Fix: Keep clean records, audit your processes regularly, and seek advice if you’re unsure about your obligations under an award or enterprise agreement.
6) Gaps In Contracts And Policies
Risk: Ambiguity in your employment documents leads to disputes about entitlements, processes and evidence thresholds.
Fix: Ensure every employee has a current Employment Contract and that your leave processes are set out in a central policy. If you’re updating a policy, communicate it and provide short training so everyone understands the changes.
What Documents Should Employers Have In Place?
Strong documents make leave management smoother and reduce risk. As a baseline, most employers should consider:
- Employment Contract: Confirms the role, status (full-time, part-time, casual), and how leave entitlements apply or are referenced. Use role‑appropriate terms and align them with any award coverage.
- Personal Leave Policy (within a Workplace Policy or Handbook): Sets out notice, evidence, carer’s leave rules, confidentiality, and return-to-work processes. Hosting this inside a broader Workplace Policy keeps everything centralised.
- Manager Guidance Notes: A simple cheat sheet or checklist for managers can improve consistency across teams.
- Evidence Templates: A standard statutory declaration form and clear guidance about acceptable medical certificates (noting you can’t demand diagnosis details).

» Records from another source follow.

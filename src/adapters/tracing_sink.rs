//! Diagnostic sink backed by `tracing`.

use crate::ports::diagnostic_port::{DiagnosticSink, Severity};

/// Forwards diagnostics as `tracing` events tagged with the run's symbol.
#[derive(Debug, Clone)]
pub struct TracingSink {
    run: String,
}

impl TracingSink {
    pub fn new(run: impl Into<String>) -> Self {
        Self { run: run.into() }
    }

    pub fn run(&self) -> &str {
        &self.run
    }
}

impl DiagnosticSink for TracingSink {
    fn record(&self, severity: Severity, component: &'static str, message: &str) {
        match severity {
            Severity::Debug => tracing::debug!(run = %self.run, component, "{message}"),
            Severity::Info => tracing::info!(run = %self.run, component, "{message}"),
            Severity::Warn => tracing::warn!(run = %self.run, component, "{message}"),
        }
    }
}

/// Install the process-wide subscriber. Filter comes from `QTBACKTEST_LOG`,
/// falling back to `default_level`.
pub fn init_tracing(default_level: &str) -> Result<(), String> {
    let filter = std::env::var("QTBACKTEST_LOG").unwrap_or_else(|_| default_level.to_string());
    let env_filter = tracing_subscriber::EnvFilter::try_new(filter)
        .map_err(|err| format!("invalid log filter: {err}"))?;

    tracing_subscriber::fmt()
        .with_env_filter(env_filter)
        .with_writer(std::io::stderr)
        .try_init()
        .map_err(|err| format!("failed to install tracing subscriber: {err}"))
}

- Return-To-Work Process: An internal process for when you may seek medical clearance and how you’ll handle reasonable adjustments, supported by our guide to medical clearance.
You may also want an unpaid leave framework so you can respond consistently in edge cases - these decisions should align with any award and with your broader approach to unpaid leave.

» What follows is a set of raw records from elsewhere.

//! Execution ledger: cash and position accounting with slippage and commission.
//!
//! The ledger is the only owner of cash and positions. Every mutation goes
//! through [`ExecutionLedger::execute`], which either fills the intent and
//! appends a snapshot, or records a [`RejectedEntry`] and leaves state alone.

use chrono::{DateTime, Utc};
use std::collections::BTreeMap;

use super::intent::TradeIntent;
use super::portfolio::{PriceMap, Snapshot, mark_to_market};
use super::position::{Position, RealizedTrade};
use crate::ports::diagnostic_port::SharedSink;

const COMPONENT: &str = "ledger";

/// Fill model and starting balance.
#[derive(Debug, Clone, PartialEq)]
pub struct LedgerConfig {
    pub initial_cash: f64,
    /// Fraction of notional charged per fill.
    pub commission_rate: f64,
    /// Fractional price concession applied against the trader.
    pub slippage_rate: f64,
}

impl Default for LedgerConfig {
    fn default() -> Self {
        LedgerConfig {
            initial_cash: 1_000_000.0,
            commission_rate: 0.0,
            slippage_rate: 0.0,
        }
    }
}

/// Buy/Cover pay up: market * (1 + slippage).
pub fn apply_slippage_buy(market_price: f64, slippage_rate: f64) -> f64 {
    market_price * (1.0 + slippage_rate)
}

/// Sell/Short receive less: market * (1 - slippage).
pub fn apply_slippage_sell(market_price: f64, slippage_rate: f64) -> f64 {
    market_price * (1.0 - slippage_rate)
}

pub fn calculate_commission(notional: f64, commission_rate: f64) -> f64 {
    notional * commission_rate
}

#[derive(Debug, Clone, PartialEq, thiserror::Error)]
pub enum RejectReason {
    #[error("insufficient cash: need {required:.4}, have {available:.4}")]
    InsufficientCash { required: f64, available: f64 },

    #[error("insufficient position in {symbol}: need {requested}, have {available}")]
    InsufficientPosition {
        symbol: String,
        requested: i64,
        available: i64,
    },

    #[error("no market price supplied for {symbol}")]
    MissingMarketPrice { symbol: String },
}

#[derive(Debug, Clone, PartialEq)]
pub struct RejectedEntry {
    pub intent: TradeIntent,
    pub reason: RejectReason,
}

/// A successfully applied intent.
#[derive(Debug, Clone, PartialEq)]
pub struct Fill {
    pub intent: TradeIntent,
    pub market_price: f64,
    pub fill_price: f64,
    pub notional: f64,
    pub fee: f64,
    pub cash_after: f64,
    pub position_after: i64,
    pub realized_pnl: Option<f64>,
}

#[derive(Debug, Clone, PartialEq)]
pub enum FillOutcome {
    Filled(Fill),
    Rejected(RejectReason),
}

impl FillOutcome {
    pub fn is_filled(&self) -> bool {
        matches!(self, FillOutcome::Filled(_))
    }
}

#[derive(Debug, Clone, PartialEq)]
pub struct LedgerSummary {
    pub cash: f64,
    pub positions: BTreeMap<String, i64>,
    pub total_trades: usize,
    pub rejected_trades: usize,
    pub wins: usize,
    pub losses: usize,
    pub breakeven: usize,
    pub realized_pnl: f64,
}

pub struct ExecutionLedger {
    config: LedgerConfig,
    cash: f64,
    positions: BTreeMap<String, Position>,
    trades: Vec<Fill>,
    realized: Vec<RealizedTrade>,
    trade_log: Vec<Snapshot>,
    rejected: Vec<RejectedEntry>,
    sink: SharedSink,
}

impl ExecutionLedger {
    pub fn new(config: LedgerConfig, sink: SharedSink) -> Self {
        ExecutionLedger {
            cash: config.initial_cash,
            config,
            positions: BTreeMap::new(),
            trades: Vec::new(),
            realized: Vec::new(),
            trade_log: Vec::new(),
            rejected: Vec::new(),
            sink,
        }
    }

    pub fn initial_cash(&self) -> f64 {
        self.config.initial_cash
    }

    pub fn cash(&self) -> f64 {
        self.cash
    }

    /// Quantity held; 0 for unseen symbols.
    pub fn position(&self, symbol: &str) -> i64 {
        self.positions.get(symbol).map_or(0, |p| p.quantity)
    }

    pub fn positions(&self) -> BTreeMap<String, i64> {
        self.positions
            .iter()
            .map(|(symbol, pos)| (symbol.clone(), pos.quantity))
            .collect()
    }

    pub fn trades(&self) -> &[Fill] {
        &self.trades
    }

    pub fn trade_log(&self) -> &[Snapshot] {
        &self.trade_log
    }

    pub fn rejected(&self) -> &[RejectedEntry] {
        &self.rejected
    }

    /// Mark-to-market equity at `prices`; unpriced holdings count as zero.
    pub fn equity(&self, prices: &PriceMap) -> f64 {
        mark_to_market(self.cash, self.holdings(), prices).total_value
    }

    /// Append the run-start snapshot.
    pub fn record_start(&mut self, timestamp: DateTime<Utc>, prices: &PriceMap) {
        let snapshot = self.snapshot(timestamp, prices);
        self.trade_log.push(snapshot);
    }

    /// Apply `intent` at the market price for its symbol in `prices`.
    pub fn execute(&mut self, intent: &TradeIntent, prices: &PriceMap) -> FillOutcome {
        let Some(&market_price) = prices.get(intent.symbol()) else {
            return self.reject(
                intent,
                RejectReason::MissingMarketPrice {
                    symbol: intent.symbol().to_string(),
                },
            );
        };

        let action = intent.action();
        let quantity = intent.quantity();
        let fill_price = if action.is_buy_side() {
            apply_slippage_buy(market_price, self.config.slippage_rate)
        } else {
            apply_slippage_sell(market_price, self.config.slippage_rate)
        };
        let notional = fill_price * quantity as f64;
        let fee = calculate_commission(notional, self.config.commission_rate);
        let held = self.position(intent.symbol());

        if action.is_buy_side() {
            let required = notional + fee;
            if self.cash < required {
                return self.reject(
                    intent,
                    RejectReason::InsufficientCash {
                        required,
                        available: self.cash,
                    },
                );
            }
            self.cash -= required;
        } else {
            if held < quantity {
                return self.reject(
                    intent,
                    RejectReason::InsufficientPosition {
                        symbol: intent.symbol().to_string(),
                        requested: quantity,
                        available: held,
                    },
                );
            }
            self.cash += notional - fee;
        }

        let per_unit_fee = fee / quantity as f64;
        let unit_cost = if action.is_buy_side() {
            fill_price + per_unit_fee
        } else {
            fill_price - per_unit_fee
        };

        let position = self
            .positions
            .entry(intent.symbol().to_string())
            .or_insert_with(|| Position::flat(intent.symbol()));
        let entry_price = position.avg_entry_price;
        let realized = position.apply_fill(quantity * action.direction(), unit_cost);
        let position_after = position.quantity;

        let realized_pnl = realized.map(|(closed, pnl)| {
            self.realized.push(RealizedTrade {
                symbol: intent.symbol().to_string(),
                timestamp: intent.timestamp(),
                quantity: closed,
                entry_price,
                exit_price: unit_cost,
                pnl,
            });
            pnl
        });

        let fill = Fill {
            intent: intent.clone(),
            market_price,
            fill_price,
            notional,
            fee,
            cash_after: self.cash,
            position_after,
            realized_pnl,
        };
        self.trades.push(fill.clone());

        let snapshot = self.snapshot(intent.timestamp(), prices);
        self.trade_log.push(snapshot);

        self.sink.info(
            COMPONENT,
            &format!(
                "filled {} at {:.4} (fee {:.4}); cash {:.2}, position {}",
                intent, fill_price, fee, self.cash, position_after
            ),
        );

        FillOutcome::Filled(fill)
    }

    pub fn summary(&self) -> LedgerSummary {
        let mut wins = 0usize;
        let mut losses = 0usize;
        let mut breakeven = 0usize;
        let mut realized_pnl = 0.0_f64;

        for trade in &self.realized {
            realized_pnl += trade.pnl;
            if trade.pnl > 0.0 {
                wins += 1;
            } else if trade.pnl < 0.0 {
                losses += 1;
            } else {
                breakeven += 1;
            }
        }

        LedgerSummary {
            cash: self.cash,
            positions: self.positions(),
            total_trades: self.trades.len(),
            rejected_trades: self.rejected.len(),
            wins,
            losses,
            breakeven,
            realized_pnl,
        }
    }

    fn holdings(&self) -> impl Iterator<Item = (&String, &i64)> {
        self.positions.iter().map(|(symbol, pos)| (symbol, &pos.quantity))
    }

    fn snapshot(&self, timestamp: DateTime<Utc>, prices: &PriceMap) -> Snapshot {
        let valuation = mark_to_market(self.cash, self.holdings(), prices);
        if !valuation.unpriced.is_empty() {
            self.sink.warn(
                COMPONENT,
                &format!(
                    "no market price for held {} at {}; valued at 0, equity understated",
                    valuation.unpriced.join(", "),
                    timestamp
                ),
            );
        }
        Snapshot {
            timestamp,
            cash: self.cash,
            positions: self.positions(),
            total_value: valuation.total_value,
            unpriced: valuation.unpriced,
        }
    }

    fn reject(&mut self, intent: &TradeIntent, reason: RejectReason) -> FillOutcome {
        self.sink
            .warn(COMPONENT, &format!("rejected {intent}: {reason}"));
        self.rejected.push(RejectedEntry {
            intent: intent.clone(),
            reason: reason.clone(),
        });
        FillOutcome::Rejected(reason)
    }
}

Best Practice Tips For Rolling Out Your Policy
- Consult and calibrate: Ask managers and a cross‑section of staff for feedback so your process reflects real‑world needs while staying compliant.
- Keep it simple: Use plain English and one source of truth. If your people can’t find or understand the policy, it won’t be applied consistently.
- Train managers: Cover evidence thresholds, confidentiality, how to respond to requests, and when to escalate. A short scenario‑based session works best.
- Build transparency: Let employees see their balances and understand how accrual works. Most HR systems can do this without overloading payslips.
- Review annually: Revisit your policy after legislative or award changes and after any tricky cases. Align any updates with your Employment Contracts and other HR policies.
If your employees are covered by a modern award, check that your policy lines up with it before you roll it out. Where you’re unsure, get advice early rather than adjusting on the fly.
Key Takeaways
- Personal/carer’s leave is a paid NES entitlement for full‑time and part‑time staff, designed for illness, injury and caring needs; casuals may access unpaid carer’s leave.
- Employees must notify you as soon as practicable, and you can request reasonable evidence such as a medical certificate or statutory declaration.
- Unpaid carer’s leave is available in certain scenarios; unpaid “sick” leave isn’t a separate NES entitlement but may be agreed in appropriate cases.
- A clear written policy embedded in your Workplace Policy, supported by up‑to‑date Employment Contracts, drives consistency and reduces disputes.
- Keep accurate records and apply the policy fairly. Courts can impose civil penalties for breaches, and inconsistent practices increase legal and cultural risks.
- Plan for return‑to‑work and psychological safety, including when a medical clearance is appropriate and how to support mental health at work.